Another note, (so you aren't surprised if you see me):  Because I need radiation, I won't get immediate reconstruction.  I'll have a good 10 months or so between mastectomy and reconstruction at which point I'll have the chest of a young, nippleless boy.  I don't think I need to remind you that this is fraught with potential comedy, and I hope to exploit it whenever possible.

I've gotten several recurring questions from people about different mastectomy stuff.  Let me just say, the answer to all of the questions is pretty much, "No, I need radiation."  So, if you have a question that can possibly be answered by "No, I need radiation," I can practically guarantee that's the answer.  However, keep them coming, and at some point, I'll create an FAQ.

And before I sign off, a humorous anecdote: My friend Mickey was talking to a book publisher (is that right, Mickey?) about how I write quirky little bits about having cancer, and the book publisher told him that the funny cancer market is flooded right now.  Isn't that lulzy?  A) There is a funny cancer market and B) it's already saturated.  If I'd been serious about a publishing career, I really should have gotten my cancer sooner.  I'm not concerned, though, because it's really my soon to be completed young adult novel that will take the publishing world by storm.

Also, Denzel Washington's personal driver paid for my dinner tonight.  True story.  (No, this really is a true story.)

Over and out,
Titsy McGee


  1. It is shocking that there haven't been more advances in the mastectomy surgery.

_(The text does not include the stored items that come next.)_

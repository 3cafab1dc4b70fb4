//! Backend-specific rendering rules.
//!
//! Statement objects are backend-agnostic; a [`Dialect`] decides how the
//! backend-sensitive pieces come out: date/time literals, booleans, and how an
//! [`Exists`](crate::Exists) guard is embedded into a statement.
//!
//! Each adapter picks its dialect once at construction, and every statement
//! queued on a [`Transaction`](crate::Transaction) is rendered with it.

use chrono::{NaiveDate, NaiveDateTime};
use std::fmt;

/// How a statement embeds an existence guard.
#[derive(Debug, Clone, Copy, PartialEq, Eq)]
pub enum ExistsForm {
    /// The guard is part of the statement's own grammar:
    /// `DROP TABLE IF EXISTS t`, `SELECT EXISTS(...)`.
    Inline,
    /// The guard wraps the whole statement:
    /// `IF EXISTS(<lookup>) DROP TABLE t`.
    Wrap,
}

/// Rendering rules for one backend.
pub trait Dialect: fmt::Debug + Send + Sync {
    /// Backend name, also used as the registry key of its adapter.
    fn name(&self) -> &'static str;

    /// strftime pattern for date literals.
    fn date_format(&self) -> &'static str {
        "%Y-%m-%d"
    }

    /// strftime pattern for date/time literals.
    fn datetime_format(&self) -> &'static str {
        "%Y-%m-%d %H:%M:%S"
    }

    fn date_literal(&self, date: &NaiveDate) -> String {
        format!("'{}'", date.format(self.date_format()))
    }

    fn datetime_literal(&self, datetime: &NaiveDateTime) -> String {
        format!("'{}'", datetime.format(self.datetime_format()))
    }

    fn bool_literal(&self, value: bool) -> &'static str {
        if value { "TRUE" } else { "FALSE" }
    }

    fn exists_form(&self) -> ExistsForm {
        ExistsForm::Inline
    }

    /// Lookup query used by [`ExistsForm::Wrap`] when a guard names no subquery.
    fn table_lookup(&self, table: &str) -> String {
        format!("SELECT * FROM INFORMATION_SCHEMA.TABLES WHERE TABLE_NAME = '{table}'")
    }
}

/// Backend-neutral rendering, used by `Display` and [`SqlRender::render`](crate::SqlRender::render).
#[derive(Debug, Clone, Copy, Default)]
pub struct AnsiDialect;

impl Dialect for AnsiDialect {
    fn name(&self) -> &'static str {
        "ansi"
    }
}

/// The embedded file-based engine.
#[derive(Debug, Clone, Copy, Default)]
pub struct SqliteDialect;

impl Dialect for SqliteDialect {
    fn name(&self) -> &'static str {
        "sqlite3"
    }

    fn bool_literal(&self, value: bool) -> &'static str {
        if value { "1" } else { "0" }
    }
}

#[derive(Debug, Clone, Copy, Default)]
pub struct PostgresDialect;

impl Dialect for PostgresDialect {
    fn name(&self) -> &'static str {
        "postgres"
    }

    fn datetime_format(&self) -> &'static str {
        "%Y-%m-%d %H:%M:%S%.f"
    }

    fn date_literal(&self, date: &NaiveDate) -> String {
        format!("DATE '{}'", date.format(self.date_format()))
    }

    fn datetime_literal(&self, datetime: &NaiveDateTime) -> String {
        format!("TIMESTAMP '{}'", datetime.format(self.datetime_format()))
    }
}

/// SQL Server (T-SQL) reached over ODBC.
#[derive(Debug, Clone, Copy, Default)]
pub struct SqlServerDialect;

impl Dialect for SqlServerDialect {
    fn name(&self) -> &'static str {
        "sqlserver"
    }

    // Unseparated and ISO 8601 forms are the only ones T-SQL reads the same
    // way under every DATEFORMAT/language setting.
    fn date_format(&self) -> &'static str {
        "%Y%m%d"
    }

    fn datetime_format(&self) -> &'static str {
        "%Y-%m-%dT%H:%M:%S"
    }

    fn bool_literal(&self, value: bool) -> &'static str {
        if value { "1" } else { "0" }
    }

    fn exists_form(&self) -> ExistsForm {
        ExistsForm::Wrap
    }
}

/// Look up a built-in dialect by backend name.
pub fn dialect_for(name: &str) -> Option<&'static dyn Dialect> {
    match name.trim().to_ascii_lowercase().as_str() {
        "ansi" => Some(&AnsiDialect),
        "sqlite" | "sqlite3" => Some(&SqliteDialect),
        "postgres" | "postgresql" => Some(&PostgresDialect),
        "sqlserver" | "mssql" => Some(&SqlServerDialect),
        _ => None,
    }
}

#[cfg(test)]
mod tests {
    use super::*;

    fn sample() -> NaiveDateTime {
        NaiveDate::from_ymd_opt(2004, 1, 1)
            .and_then(|d| d.and_hms_opt(2, 34, 56))
            .expect("valid datetime")
    }

    #[test]
    fn datetime_literals_per_backend() {
        let dt = sample();
        assert_eq!(SqliteDialect.datetime_literal(&dt), "'2004-01-01 02:34:56'");
        assert_eq!(SqlServerDialect.datetime_literal(&dt), "'2004-01-01T02:34:56'");
        assert_eq!(
            PostgresDialect.datetime_literal(&dt),
            "TIMESTAMP '2004-01-01 02:34:56'"
        );
    }

    #[test]
    fn date_literals_per_backend() {
        let d = sample().date();
        assert_eq!(AnsiDialect.date_literal(&d), "'2004-01-01'");
        assert_eq!(SqlServerDialect.date_literal(&d), "'20040101'");
        assert_eq!(PostgresDialect.date_literal(&d), "DATE '2004-01-01'");
    }

    #[test]
    fn exists_form_is_chosen_per_backend() {
        assert_eq!(SqliteDialect.exists_form(), ExistsForm::Inline);
        assert_eq!(PostgresDialect.exists_form(), ExistsForm::Inline);
        assert_eq!(SqlServerDialect.exists_form(), ExistsForm::Wrap);
    }

    #[test]
    fn lookup_by_name() {
        assert_eq!(dialect_for("SQLite3").map(|d| d.name()), Some("sqlite3"));
        assert_eq!(dialect_for("mssql").map(|d| d.name()), Some("sqlserver"));
        assert!(dialect_for("firebird").is_none());
    }
}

These have been performed for centuries (there is a brutal scene of one in the HBO John adams movie)and it seems the operation just has anethesia now (not that that isn't a huge improvement but it has been a hundred years on that development). And yet we still can't save the best part, the nipple! (and I agree that the word nipple is funny)

  2. It is odd. It's also weird to think that it's essentially just a straight up amputation.

  3. They tattoo on new areolae!?
    Three words:
    Star. Shaped. Nipples.

  4. You and I are on the same page, Linds. I've picked out the stars I want already.

  5. It like the whole empahsis is on whether they look ok, not whether you retain sensation. (and some of that has to be to make others comfortable) I think most people think, oh well you have reconstructive surgery so its not that big of a deal...unless you are facing it. You are right, it is an amputation isn't it.

  6. I think I have 50 extra pounds of fat I can spare. Is it even possible to donate chub? I'd like to know, my neurologist told me this week that the meds I'm on are going to make me fat. It didn't stop me from eating a burrito and drinking a 6 pack of Miller light tonight. Woot!

  7. wtf. the captcha for the last comment was "snegrali"

    Sounds like some African God of Elephant War or something.

  8. Jay, I've seen your recent FB pics and you look slim as hell. Also, are we talking about a Chipotle burrito, because that's like manna from heaven.

    Best Captch I've ever had: Residual Judas.

  9. So I have to say, I was wondering about the process for that. Nipple tattoos would be pretty cool, but if you get star nipple tattoos, that would be beyond cool to just plain awesome. In the interim where you're a nipple-less, adolescent boy, you should totally just flash people, randomly. In malls, churches, amusement parks, playgrounds, etc.

  10. No seriously. I need to lose about 45 lbs. Please take my belly.

  11. are we getting together a fat donation for you? I am so on board.

    On the bright side, you can now choose exactly what you want your nips to look like. Star shaped aside, you can decide just how big, how perfectly round, what color, etc. Who hasn't had nipple insecurity? Now those days are behind you. You'll say, "these nipples are just as I want them."